FIG. 1 shows a diagram of the position of the characteristic peak 003, measured by XRD, before and after 80 cycles of the cathode material in Example 1. FIG. 2 shows a diagram of the position of the characteristic peak 003, measured by XRD, before and after 80 cycles of the cathode material in Comparative Example 1. It can be seen from FIG. 1 and FIG. 2 that the shift of the position of the characteristic peak 003 in Example 1 is smaller than that in Comparative Example 1.

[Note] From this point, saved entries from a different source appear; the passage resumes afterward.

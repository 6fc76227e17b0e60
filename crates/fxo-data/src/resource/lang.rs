//! Language codes of report file names.

/// Alpha-3 to alpha-2 codes of the official EU languages.
///
/// Early ESEF reports often named the language with three letters.
pub const LANG_CODE_TRANSFORM: [(&str, &str); 24] = [
    ("bul", "bg"),
    ("ces", "cs"),
    ("dan", "da"),
    ("deu", "de"),
    ("ell", "el"),
    ("eng", "en"),
    ("est", "et"),
    ("fin", "fi"),
    ("fra", "fr"),
    ("gle", "ga"),
    ("hrv", "hr"),
    ("hun", "hu"),
    ("ita", "it"),
    ("lav", "lv"),
    ("lit", "lt"),
    ("mlt", "mt"),
    ("nld", "nl"),
    ("pol", "pl"),
    ("por", "pt"),
    ("ron", "ro"),
    ("slk", "sk"),
    ("slv", "sl"),
    ("spa", "es"),
    ("swe", "sv"),
];

/// Alpha-2 code for a lowercase alpha-3 EU language code.
pub fn transform_language_code(alpha3: &str) -> Option<&'static str> {
    LANG_CODE_TRANSFORM
        .iter()
        .find(|(a3, _)| *a3 == alpha3)
        .map(|(_, a2)| *a2)
}

/// Fix country codes used in place of language codes.
///
/// Norwegian Bokmål and Nynorsk are both reported as `no`.
pub fn correct_language_code(code: Option<String>, country: Option<&str>) -> Option<String> {
    let code = code?;
    let corrected = match (country, code.as_str()) {
        (Some("CZ"), "cz") => "cs",
        (Some("SE"), "se") => "sv",
        (Some("DK"), "dk") => "da",
        (Some("NO"), "nb" | "nn") => "no",
        _ => return Some(code),
    };
    Some(corrected.to_string())
}
//! Download functions.

use crate::error::{DownloadError, Result};
use crate::specs::{DownloadResult, DownloadSpecs};
use crate::stats;
use futures::stream::{self, Stream, StreamExt};
use sha2::{Digest, Sha256};
use std::path::{Path, PathBuf};
use tokio::fs;
use tokio::io::AsyncWriteExt;
use tracing::{debug, warn};

/// Placeholder replaced by the original file stem in stem patterns.
pub const NAME_PLACEHOLDER: &str = "/name/";

/// Check that a stem pattern contains the `/name/` placeholder.
///
/// # Errors
/// Returns [`DownloadError::InvalidStemPattern`] when the placeholder is
/// missing.
pub fn validate_stem_pattern(stem_pattern: Option<&str>) -> Result<()> {
    match stem_pattern {
        Some(pattern) if !pattern.contains(NAME_PLACEHOLDER) => {
            Err(DownloadError::InvalidStemPattern(pattern.to_string()))
        }
        _ => Ok(()),
    }
}

/// Download a file and optionally check it against a SHA-256 hash.
///
/// `to_dir` is created if missing. Without an explicit file name the
/// last segment of the URL path is used, and if that is empty the first
/// free name of `file0001`, `file0002`, ... is chosen. An existing file
/// at the target path is replaced.
///
/// The body is written to `<name>.unfinished` while transferring. When
/// the hash does not match the file is renamed to `<name>.corrupt` and
/// [`DownloadError::CorruptDownload`] is returned.
///
/// # Example
/// ```no_run
/// use fxo_download::{DownloadSpecs, download};
///
/// # async fn example() -> fxo_download::Result<()> {
/// let client = reqwest::Client::new();
/// let spec = DownloadSpecs::new("https://filings.xbrl.org/a/b/package.zip", "out")
///     .with_sha256("9f86d081884c7d659a2feaa0c55ad015a3bf4f1b2b0b822cd15d6c15b0f00a08");
/// let path = download(&client, &spec).await?;
/// # Ok(())
/// # }
/// ```
pub async fn download<T>(client: &reqwest::Client, spec: &DownloadSpecs<T>) -> Result<PathBuf> {
    validate_stem_pattern(spec.stem_pattern.as_deref())?;
    fs::create_dir_all(&spec.to_dir).await?;

    let mut filename = match spec.filename.as_deref() {
        Some(name) if !name.trim().is_empty() => name.to_string(),
        _ => filename_from_url(&spec.url)?.unwrap_or_else(|| next_free_name(&spec.to_dir)),
    };

    debug!(url = %spec.url, "GET");
    let response = client.get(&spec.url).send().await?;
    stats::add_item();
    if !response.status().is_success() {
        return Err(DownloadError::HttpStatus {
            url: spec.url.clone(),
            status: response.status().as_u16(),
        });
    }

    if let Some(pattern) = spec.stem_pattern.as_deref() {
        filename = apply_stem_pattern(&filename, pattern);
    }

    let save_path = spec.to_dir.join(&filename);
    let temp_path = with_appended_suffix(&save_path, "unfinished");

    let mut hasher = spec.sha256.as_ref().map(|_| Sha256::new());
    let mut file = fs::File::create(&temp_path).await?;
    let mut body = response.bytes_stream();
    while let Some(chunk) = body.next().await {
        let chunk = chunk?;
        file.write_all(&chunk).await?;
        if let Some(hasher) = hasher.as_mut() {
            hasher.update(&chunk);
        }
        stats::add_bytes(chunk.len());
    }
    file.flush().await?;
    drop(file);

    if let (Some(expected), Some(hasher)) = (spec.sha256.as_deref(), hasher) {
        let calculated = hex::encode(hasher.finalize());
        let expected = expected.to_lowercase();
        if calculated != expected {
            let corrupt_path = with_appended_suffix(&save_path, "corrupt");
            remove_if_exists(&corrupt_path).await?;
            fs::rename(&temp_path, &corrupt_path).await?;
            warn!(url = %spec.url, path = %corrupt_path.display(), "corrupt download");
            return Err(DownloadError::CorruptDownload {
                path: corrupt_path,
                url: spec.url.clone(),
                calculated_hash: calculated,
                expected_hash: expected,
            });
        }
    }

    remove_if_exists(&save_path).await?;
    fs::rename(&temp_path, &save_path).await?;
    Ok(save_path)
}

/// Download many files concurrently, yielding results as they finish.
///
/// At most `max_concurrent` downloads are in flight at any time. A value
/// of zero is treated as one.
pub fn download_parallel_stream<'a, T>(
    client: &'a reqwest::Client,
    items: Vec<DownloadSpecs<T>>,
    max_concurrent: usize,
) -> impl Stream<Item = DownloadResult<T>> + 'a
where
    T: 'a,
{
    stream::iter(items)
        .map(move |spec| async move {
            let result = download(client, &spec).await;
            DownloadResult {
                url: spec.url,
                result,
                info: spec.info,
            }
        })
        .buffer_unordered(max_concurrent.max(1))
}

/// Download many files concurrently and collect the results in
/// completion order.
pub async fn download_parallel<T>(
    client: &reqwest::Client,
    items: Vec<DownloadSpecs<T>>,
    max_concurrent: usize,
) -> Vec<DownloadResult<T>> {
    download_parallel_stream(client, items, max_concurrent)
        .collect()
        .await
}

/// Last percent-decoded path segment of `url`, `None` when empty.
fn filename_from_url(url: &str) -> Result<Option<String>> {
    let parsed = url::Url::parse(url).map_err(|e| DownloadError::InvalidUrl(format!("{url}: {e}")))?;
    let last = parsed.path().rsplit('/').next().unwrap_or_default();
    let decoded = urlencoding::decode(last)
        .map(|s| s.into_owned())
        .unwrap_or_else(|_| last.to_string());
    if decoded.trim().is_empty() {
        Ok(None)
    } else {
        Ok(Some(decoded))
    }
}

fn next_free_name(dir: &Path) -> String {
    let mut num = 1;
    loop {
        let name = format!("file{num:04}");
        if !dir.join(&name).is_file() {
            return name;
        }
        num += 1;
    }
}

/// Replace `/name/` in `pattern` with the stem of `filename` and keep
/// its extension.
fn apply_stem_pattern(filename: &str, pattern: &str) -> String {
    let path = Path::new(filename);
    let stem = path
        .file_stem()
        .map(|s| s.to_string_lossy().into_owned())
        .unwrap_or_default();
    let mut out = pattern.replace(NAME_PLACEHOLDER, &stem);
    if let Some(ext) = path.extension() {
        out.push('.');
        out.push_str(&ext.to_string_lossy());
    }
    out
}

fn with_appended_suffix(path: &Path, suffix: &str) -> PathBuf {
    let mut os = path.as_os_str().to_os_string();
    os.push(".");
    os.push(suffix);
    PathBuf::from(os)
}

async fn remove_if_exists(path: &Path) -> Result<()> {
    match fs::remove_file(path).await {
        Ok(()) => Ok(()),
        Err(e) if e.kind() == std::io::ErrorKind::NotFound => Ok(()),
        Err(e) => Err(e.into()),
    }
}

FIG. 3 shows an EDS analysis diagram of a cross-section of the cathode material in Example 4. It can be seen from FIG. 3 that the element Al is uniform inside the material. After the second sintering treatment, the contents of Al and Co in subsurface increase, indicating that the elements have entered the subsurface of the material.

FIG. 4 shows a comparison of cycling performance of lithium-ion battery respectively obtained by assembling the cathode materials in Example 1 and Comparative Example 1. It can be seen from FIG. 4 that the cycling performance of the lithium-ion battery in Example 1 is significantly better than that in Comparative Example 1.

The preferred embodiments of the present disclosure are described in detail above. However, the present disclosure is not limited thereto. Within the scope of the technical concept of the present disclosure, various simple variants can be made to the technical solutions of the present disclosure, which includes combining various technical features in any other suitable way. These simple variants and combinations should also be regarded as the content disclosed in the present disclosure and each belong to the scope of the present disclosure.